WHAT THE EXERCISE ASKS:
Starting at the first line of the data below, retype every line up to and including the one containing "pub struct Schedule".

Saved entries

============

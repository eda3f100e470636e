//! In-memory timetables: per train, the ordered zones it occupies with
//! entry and exit times.

use std::collections::BTreeMap;

use serde::{Deserialize, Serialize};

use crate::problem::{Time, TrainId, Weight, ZoneId};

#[derive(Clone, Copy, PartialEq, Eq, Debug, Serialize, Deserialize)]
pub struct Occupation {
    pub start: Time,
    pub end: Time,
}

impl Occupation {
    pub fn new(start: Time, end: Time) -> Self {
        Occupation { start, end }
    }

    pub fn duration(&self) -> Time {
        self.end - self.start
    }
}

/// A timetable over named zones and trains.
#[derive(Clone, PartialEq, Eq, Debug, Serialize, Deserialize)]
pub struct Schedule {
    zones: Vec<String>,
    trains: Vec<String>,
    paths: Vec<Vec<(ZoneId, Occupation)>>,
}

impl Schedule {
    pub fn new(zones: Vec<String>, trains: Vec<String>) -> Self {
        let paths = vec![Vec::new(); trains.len()];
        Schedule {
            zones,
            trains,
            paths,
        }
    }

    /// Schedule with zones `"0".."nb_zones"` and trains `"train0".."train{nb_trains}"`.
    pub fn with_counts(nb_zones: usize, nb_trains: usize) -> Self {
        Schedule::new(
            (0..nb_zones).map(|z| z.to_string()).collect(),
            (0..nb_trains).map(|t| format!("train{}", t)).collect(),
        )
    }

    pub fn zones(&self) -> &[String] {
        &self.zones
    }

    pub fn trains(&self) -> &[String] {
        &self.trains
    }

    pub fn zone_id(&self, name: &str) -> Option<ZoneId> {
        self.zones.iter().position(|z| z == name).map(ZoneId::from)
    }

    pub fn train_id(&self, name: &str) -> Option<TrainId> {
        self.trains.iter().position(|t| t == name).map(TrainId::from)
    }

    pub fn zone_name(&self, zone: ZoneId) -> &str {
        &self.zones[usize::from(zone)]
    }

    pub fn train_name(&self, train: TrainId) -> &str {
        &self.trains[usize::from(train)]
    }

    /// Occupations of `train` in path order.
    pub fn occupations(&self, train: TrainId) -> &[(ZoneId, Occupation)] {
        &self.paths[usize::from(train)]
    }

    /// Zones visited by `train`, in path order.
    pub fn path(&self, train: TrainId) -> impl Iterator<Item = ZoneId> + '_ {
        self.occupations(train).iter().map(|(zone, _)| *zone)
    }

    pub fn get(&self, zone: ZoneId, train: TrainId) -> Option<Occupation> {
        self.occupations(train)
            .iter()
            .find(|(z, _)| *z == zone)
            .map(|(_, occ)| *occ)
    }

    pub fn duration(&self, zone: ZoneId, train: TrainId) -> Option<Time> {
        self.get(zone, train).map(|occ| occ.duration())
    }

    /// Appends an occupation at the end of the train's path.
    pub fn push(&mut self, train: TrainId, zone: ZoneId, start: Time, end: Time) -> &mut Self {
        self.paths[usize::from(train)].push((zone, Occupation::new(start, end)));
        self
    }

    /// Sets the occupation of `zone` by `train`. An existing entry keeps its
    /// position in the path; a new one is inserted before the first
    /// occupation starting later.
    pub fn set(&mut self, train: TrainId, zone: ZoneId, occupation: Occupation) {
        let path = &mut self.paths[usize::from(train)];
        if let Some((_, occ)) = path.iter_mut().find(|(z, _)| *z == zone) {
            *occ = occupation;
            return;
        }
        let idx = path.partition_point(|(_, occ)| occ.start <= occupation.start);
        path.insert(idx, (zone, occupation));
    }

    pub fn remove(&mut self, train: TrainId, zone: ZoneId) -> Option<Occupation> {
        let path = &mut self.paths[usize::from(train)];
        let idx = path.iter().position(|(z, _)| *z == zone)?;
        Some(path.remove(idx).1)
    }

    /// All (zone, train) durations of the schedule.
    pub fn durations(&self) -> StepTable<Time> {
        self.paths
            .iter()
            .enumerate()
            .flat_map(|(train, path)| {
                path.iter()
                    .map(move |(zone, occ)| ((*zone, TrainId::from(train)), occ.duration()))
            })
            .collect()
    }
}

/// A value per (zone, train) pair.
#[derive(Clone, PartialEq, Eq, Debug)]
pub struct StepTable<T> {
    entries: BTreeMap<(ZoneId, TrainId), T>,
}

pub type FixedDurations = StepTable<bool>;
pub type Weights = StepTable<Weight>;

impl<T> StepTable<T> {
    pub fn new() -> Self {
        StepTable {
            entries: BTreeMap::new(),
        }
    }

    pub fn insert(&mut self, zone: ZoneId, train: TrainId, value: T) -> Option<T> {
        self.entries.insert((zone, train), value)
    }

    pub fn get(&self, zone: ZoneId, train: TrainId) -> Option<&T> {
        self.entries.get(&(zone, train))
    }

    pub fn len(&self) -> usize {
        self.entries.len()
    }

    pub fn is_empty(&self) -> bool {
        self.entries.is_empty()
    }

    pub fn iter(&self) -> impl Iterator<Item = ((ZoneId, TrainId), &T)> + '_ {
        self.entries.iter().map(|(k, v)| (*k, v))
    }
}

impl<T> Default for StepTable<T> {
    fn default() -> Self {
        StepTable::new()
    }
}

impl<T> FromIterator<((ZoneId, TrainId), T)> for StepTable<T> {
    fn from_iter<I: IntoIterator<Item = ((ZoneId, TrainId), T)>>(iter: I) -> Self {
        StepTable {
            entries: iter.into_iter().collect(),
        }
    }
}
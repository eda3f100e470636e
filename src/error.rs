use thiserror::Error;

use crate::{
    problem::{OptionId, StepId, Time, TrainId, ZoneId},
    validate::Violation,
};

/// The input schedules are structurally inconsistent. No regulation is
/// attempted when building fails with one of these.
#[derive(Debug, Clone, PartialEq, Eq, Error)]
pub enum MalformedScheduleError {
    #[error("train {train} has an empty path")]
    EmptyPath { train: String },
    #[error("zone {zone} of train {train} is absent from the reference schedule")]
    ZoneNotInReference { zone: String, train: String },
    #[error("train {train} has no occupation of zone {zone} in the {schedule} schedule")]
    MissingOccupation {
        zone: String,
        train: String,
        schedule: &'static str,
    },
    #[error("train {train} occupies zone {zone} for a negative duration ({start} -> {end})")]
    NegativeDuration {
        zone: String,
        train: String,
        start: Time,
        end: Time,
    },
    #[error("negative weight {weight} for train {train} in zone {zone}")]
    NegativeWeight {
        zone: String,
        train: String,
        weight: i64,
    },
    #[error("train {train} is absent from the delayed schedule")]
    UnknownTrain { train: String },
    #[error(transparent)]
    Inconsistent(#[from] ProblemError),
}

/// A problem assembled step by step breaks one of the Step invariants.
#[derive(Debug, Clone, PartialEq, Eq, Error)]
pub enum ProblemError {
    #[error("step {step} references unknown step {referenced}")]
    UnknownStep { step: StepId, referenced: StepId },
    #[error("step {step} chains from {prev}, which belongs to another train")]
    PrevOnOtherTrain { step: StepId, prev: StepId },
    #[error("step {step} chains from {prev} in the same zone")]
    PrevInSameZone { step: StepId, prev: StepId },
    #[error("step {step} uses zone {zone}, but the problem has {nb_zones} zones")]
    ZoneOutOfRange {
        step: StepId,
        zone: ZoneId,
        nb_zones: usize,
    },
    #[error("step {step} uses train {train}, but the problem has {nb_trains} trains")]
    TrainOutOfRange {
        step: StepId,
        train: TrainId,
        nb_trains: usize,
    },
    #[error("step {step} belongs to more than one itinerary")]
    StepInSeveralItineraries { step: StepId },
    #[error("itinerary option {option} has no alternatives")]
    EmptyItineraryOption { option: OptionId },
    #[error("itinerary {itinerary} of option {option} has no steps")]
    EmptyItinerary { option: OptionId, itinerary: usize },
    #[error("step {step} has a negative minimum duration {duration}")]
    NegativeDuration { step: StepId, duration: Time },
    #[error("step {step} has a negative weight {weight}")]
    NegativeWeight { step: StepId, weight: i64 },
    #[error("step {step} has a negative overlap {overlap}")]
    NegativeOverlap { step: StepId, overlap: Time },
    #[error("the chain of predecessors of step {step} loops")]
    ChainCycle { step: StepId },
}

/// Failures of the solving engine that are not a solve status.
#[derive(Debug, Error)]
pub enum SolverError {
    /// Raised by engines without a richer error type of their own.
    #[error("solving engine error: {0}")]
    Engine(String),
    #[cfg(feature = "gurobi")]
    #[error("gurobi error: {0}")]
    Gurobi(#[from] grb::Error),
}

#[derive(Debug, Error)]
pub enum RegulationError {
    #[error(transparent)]
    MalformedSchedule(#[from] MalformedScheduleError),
    #[error(transparent)]
    Problem(#[from] ProblemError),
    #[error(transparent)]
    Solver(#[from] SolverError),
    /// The engine returned an assignment that breaks the model semantics.
    #[error("engine returned an invalid solution: {0}")]
    InvalidSolution(#[from] Violation),
}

============

OUTPUT FOR THIS EXERCISE:
repository eda3f100e470636e
//! In-memory timetables: per train, the ordered zones it occupies with
//! entry and exit times.

use std::collections::BTreeMap;

use serde::{Deserialize, Serialize};

use crate::problem::{Time, TrainId, Weight, ZoneId};

#[derive(Clone, Copy, PartialEq, Eq, Debug, Serialize, Deserialize)]
pub struct Occupation {
    pub start: Time,
    pub end: Time,
}

impl Occupation {
    pub fn new(start: Time, end: Time) -> Self {
        Occupation { start, end }
    }

    pub fn duration(&self) -> Time {
        self.end - self.start
    }
}

/// A timetable over named zones and trains.
#[derive(Clone, PartialEq, Eq, Debug, Serialize, Deserialize)]
pub struct Schedule {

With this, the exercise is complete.